Austin also had plans to chair a COVID-19 briefing, attended by the Norquist, Milley, service secretaries and chiefs, combatant commanders, staff and Pentagon COVID-19 Coordinator Max Rose.
In addition, he will call NATO Secretary General Jens Stoltenberg and receive operational briefings about China and the Middle East, the Pentagon said.
The rest of his afternoon will consist of administrative check-in procedures.
OUTRAGE OVER NATIONAL GUARD IN CAPITOL PARKING GARAGE: National Guardsmen were allowed back inside the U.S. Capitol on Thursday night after having been moved to a parking garage.
Guardsmen had moved to a nearby parking garage after they were ordered to vacate the Capitol and other congressional buildings, Politico reported. They were asked to set up mobile command centers outside of the Capitol or at hotels.
Guardsmen were also told to take their breaks in parking garages, the outlet reported.
The report, which included a number of photos of Guardsmen sitting and sleeping in a garage, sparked outrage among lawmakers, who offered to lend their offices to troops needing to take rest breaks.
Lawmaker's response: Sen. Tammy Duckworth (D-Ill.) said Capitol Police apologized to Guard personnel by 10:30 p.m.
"Unreal. I can't believe that the same brave servicemembers we've been asking to protect our Capitol and our Constitution these last two weeks would be unceremoniously ordered to vacate the building. I am demanding answers ASAP. They can use my office," the Iraq War veteran said.
Sen. Kyrsten Sinema (D-Ariz.) also expressed outrage and offered her office.
"My office is available; the Guard is welcome to it. There is plenty of space in the US Capitol for the men and women keeping us safe," she tweeted.
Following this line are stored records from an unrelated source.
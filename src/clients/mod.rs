//! Collaborator interfaces for the content source and the messaging destination
//!
//! The mirror never speaks a wire protocol itself. It drives four seams that the
//! embedding application fills in:
//!
//! - [`SourceClient`]: feed pages, comments and long-poll events
//! - [`MessagingClient`]: uploads, deletions and admin notices at the destination
//! - [`TextNormalizer`]: repair of mis-decoded archive entry names
//! - [`MetadataReader`]: audio tag extraction
//!
//! [`IdentityNormalizer`] and [`NoOpMetadataReader`] are provided for setups that
//! have no better implementation; with the latter every track falls back to its
//! file name.

mod noop;
mod traits;

pub use noop::{IdentityNormalizer, NoOpMetadataReader};
pub use traits::{MessagingClient, MetadataReader, SourceClient, TextNormalizer};
//! Retry policies with exponential or constant backoff
//!
//! A [`RetryPolicy`] is a plain value (attempt budget, backoff shape, jitter) that
//! each call site pairs with its own retryable predicate. There is no registry of
//! policies: the scanner, tracker and acquirer each build the policy they need.
//!
//! # Example
//!
//! ```no_run
//! use feed_mirror::retry::{RetryPolicy, retry_with};
//! use std::time::Duration;
//!
//! # async fn example() -> Result<(), std::io::Error> {
//! let policy = RetryPolicy::constant(Some(3), Duration::from_secs(1));
//! let value = retry_with(
//!     &policy,
//!     |e: &std::io::Error| e.kind() == std::io::ErrorKind::TimedOut,
//!     || async { Ok::<_, std::io::Error>(42) },
//! )
//! .await?;
//! # Ok(())
//! # }
//! ```

use crate::config::RetryConfig;
use crate::error::Error;
use rand::Rng;
use std::future::Future;
use std::time::Duration;

/// Trait for errors that can be classified as retryable or not
///
/// Transient failures (timeouts, dropped connections, rate limiting) return `true`.
/// Permanent failures (bad status, corrupt data, rejected requests) return `false`.
pub trait IsRetryable {
    /// Returns true if the error is transient and the operation should be retried
    fn is_retryable(&self) -> bool;
}

/// Source API codes that signal a temporary condition (rate limits, internal errors)
const RETRYABLE_SOURCE_CODES: [i32; 5] = [1, 6, 9, 10, 29];

impl IsRetryable for Error {
    fn is_retryable(&self) -> bool {
        match self {
            Error::Network(e) => e.is_timeout() || e.is_connect() || e.is_body(),
            Error::Io(e) => matches!(
                e.kind(),
                std::io::ErrorKind::TimedOut
                    | std::io::ErrorKind::ConnectionRefused
                    | std::io::ErrorKind::ConnectionReset
                    | std::io::ErrorKind::ConnectionAborted
                    | std::io::ErrorKind::NotConnected
                    | std::io::ErrorKind::BrokenPipe
                    | std::io::ErrorKind::UnexpectedEof
                    | std::io::ErrorKind::Interrupted
            ),
            Error::Transfer(_) => true,
            Error::SourceApi { code, .. } => RETRYABLE_SOURCE_CODES.contains(code),
            Error::HttpStatus { status, .. } => *status == 429 || *status >= 500,
            Error::Config { .. }
            | Error::Database(_)
            | Error::Sqlx(_)
            | Error::Archive(_)
            | Error::Metadata(_)
            | Error::Delivery(_)
            | Error::Serialization(_)
            | Error::NotSupported(_)
            | Error::ShuttingDown
            | Error::Other(_) => false,
        }
    }
}

/// Shape of the delay between attempts
#[derive(Clone, Debug, PartialEq)]
pub enum Backoff {
    /// Same delay every time
    Constant(Duration),
    /// `initial * multiplier^(n-1)`, capped at `max`
    Exponential {
        /// Delay before the first retry
        initial: Duration,
        /// Growth factor per retry
        multiplier: f64,
        /// Upper bound for any single delay
        max: Duration,
    },
}

impl Backoff {
    /// Delay before retry number `retry` (1-based)
    pub fn delay(&self, retry: u32) -> Duration {
        match self {
            Backoff::Constant(delay) => *delay,
            Backoff::Exponential {
                initial,
                multiplier,
                max,
            } => {
                let exponent = retry.saturating_sub(1).min(64) as i32;
                let secs = initial.as_secs_f64() * multiplier.powi(exponent);
                if !secs.is_finite() || secs >= max.as_secs_f64() {
                    *max
                } else {
                    Duration::from_secs_f64(secs)
                }
            }
        }
    }
}

/// Attempt budget plus backoff shape
#[derive(Clone, Debug, PartialEq)]
pub struct RetryPolicy {
    /// Retries after the first attempt (None = unbounded)
    pub max_attempts: Option<u32>,
    /// Delay schedule
    pub backoff: Backoff,
    /// Stretch each delay by a random 0-100%
    pub jitter: bool,
}

impl RetryPolicy {
    /// Fixed delay, no jitter
    pub fn constant(max_attempts: Option<u32>, delay: Duration) -> Self {
        Self {
            max_attempts,
            backoff: Backoff::Constant(delay),
            jitter: false,
        }
    }

    /// Whether retry number `retry` (1-based) is still within budget
    pub fn allows(&self, retry: u32) -> bool {
        self.max_attempts.is_none_or(|max| retry <= max)
    }

    /// Delay before retry number `retry`, with jitter applied when enabled
    pub fn delay_for(&self, retry: u32) -> Duration {
        let delay = self.backoff.delay(retry);
        if self.jitter { add_jitter(delay) } else { delay }
    }
}

impl From<&RetryConfig> for RetryPolicy {
    fn from(config: &RetryConfig) -> Self {
        Self {
            max_attempts: config.max_attempts,
            backoff: Backoff::Exponential {
                initial: config.initial_delay,
                multiplier: config.backoff_multiplier,
                max: config.max_delay,
            },
            jitter: config.jitter,
        }
    }
}

/// Run `operation`, retrying failures that `retryable` accepts while the policy allows
///
/// Returns the successful result or the last error.
pub async fn retry_with<F, Fut, T, E, P>(
    policy: &RetryPolicy,
    retryable: P,
    mut operation: F,
) -> Result<T, E>
where
    F: FnMut() -> Fut,
    Fut: Future<Output = Result<T, E>>,
    P: Fn(&E) -> bool,
    E: std::fmt::Display,
{
    let mut retry = 0;

    loop {
        match operation().await {
            Ok(result) => {
                if retry > 0 {
                    tracing::info!(attempts = retry + 1, "Operation succeeded after retry");
                }
                return Ok(result);
            }
            Err(e) if retryable(&e) && policy.allows(retry + 1) => {
                retry += 1;
                let delay = policy.delay_for(retry);

                tracing::warn!(
                    error = %e,
                    attempt = retry,
                    max_attempts = ?policy.max_attempts,
                    delay_ms = delay.as_millis(),
                    "Operation failed, retrying"
                );

                tokio::time::sleep(delay).await;
            }
            Err(e) => {
                if retryable(&e) {
                    tracing::error!(
                        error = %e,
                        attempts = retry + 1,
                        "Operation failed after all retry attempts exhausted"
                    );
                }
                return Err(e);
            }
        }
    }
}

/// [`retry_with`] using the error's own [`IsRetryable`] classification
pub async fn with_retry<F, Fut, T, E>(policy: &RetryPolicy, operation: F) -> Result<T, E>
where
    F: FnMut() -> Fut,
    Fut: Future<Output = Result<T, E>>,
    E: IsRetryable + std::fmt::Display,
{
    retry_with(policy, E::is_retryable, operation).await
}

/// Repeat `operation` until `done` accepts its result or the policy runs out
///
/// Errors are returned immediately. When the budget is exhausted the last
/// result is returned as-is.
pub async fn poll_until<F, Fut, T, E, P>(
    policy: &RetryPolicy,
    done: P,
    mut operation: F,
) -> Result<T, E>
where
    F: FnMut() -> Fut,
    Fut: Future<Output = Result<T, E>>,
    P: Fn(&T) -> bool,
{
    let mut retry = 0;

    loop {
        let result = operation().await?;
        if done(&result) || !policy.allows(retry + 1) {
            return Ok(result);
        }
        retry += 1;
        tokio::time::sleep(policy.delay_for(retry)).await;
    }
}

/// Add random jitter to a delay to prevent thundering herd
///
/// The result lies between `delay` and `2 * delay`.
fn add_jitter(delay: Duration) -> Duration {
    let mut rng = rand::thread_rng();
    let jitter_factor: f64 = rng.gen_range(0.0..=1.0);
    Duration::from_secs_f64(delay.as_secs_f64() * (1.0 + jitter_factor))
}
Large numbers and confusion: About 25,000 National Guard service members flooded the Capitol due to heightened security concerns around President Biden's inauguration. The concerns stemmed from the Jan. 6 mob of pro-Trump supporters who breached the U.S. Capitol as Congress was meeting to certify the Electoral College vote.
The National Guard Bureau said in a statement Thursday that troop relocation was temporary because Congress was in session.
In a statement released Friday, acting Capitol Police Chief Yogananda Pittman said the agency "did not instruct the National Guard to vacate the Capitol building facilities."
"It was brought to our attention early today that facility management with the Thurgood Marshall Judicial Office Building reached out directly to the National Guard to offer use of its facilities," Pittman said.
"As of this morning, all Guardsmen and women have been relocated to space within the Capitol Complex. The Department is also working with the Guard to reduce the need for sleeping accommodations by establishing shorter shifts, and will ensure they have access to the comfortable accommodations they absolutely deserve when the need arises," Pittman added.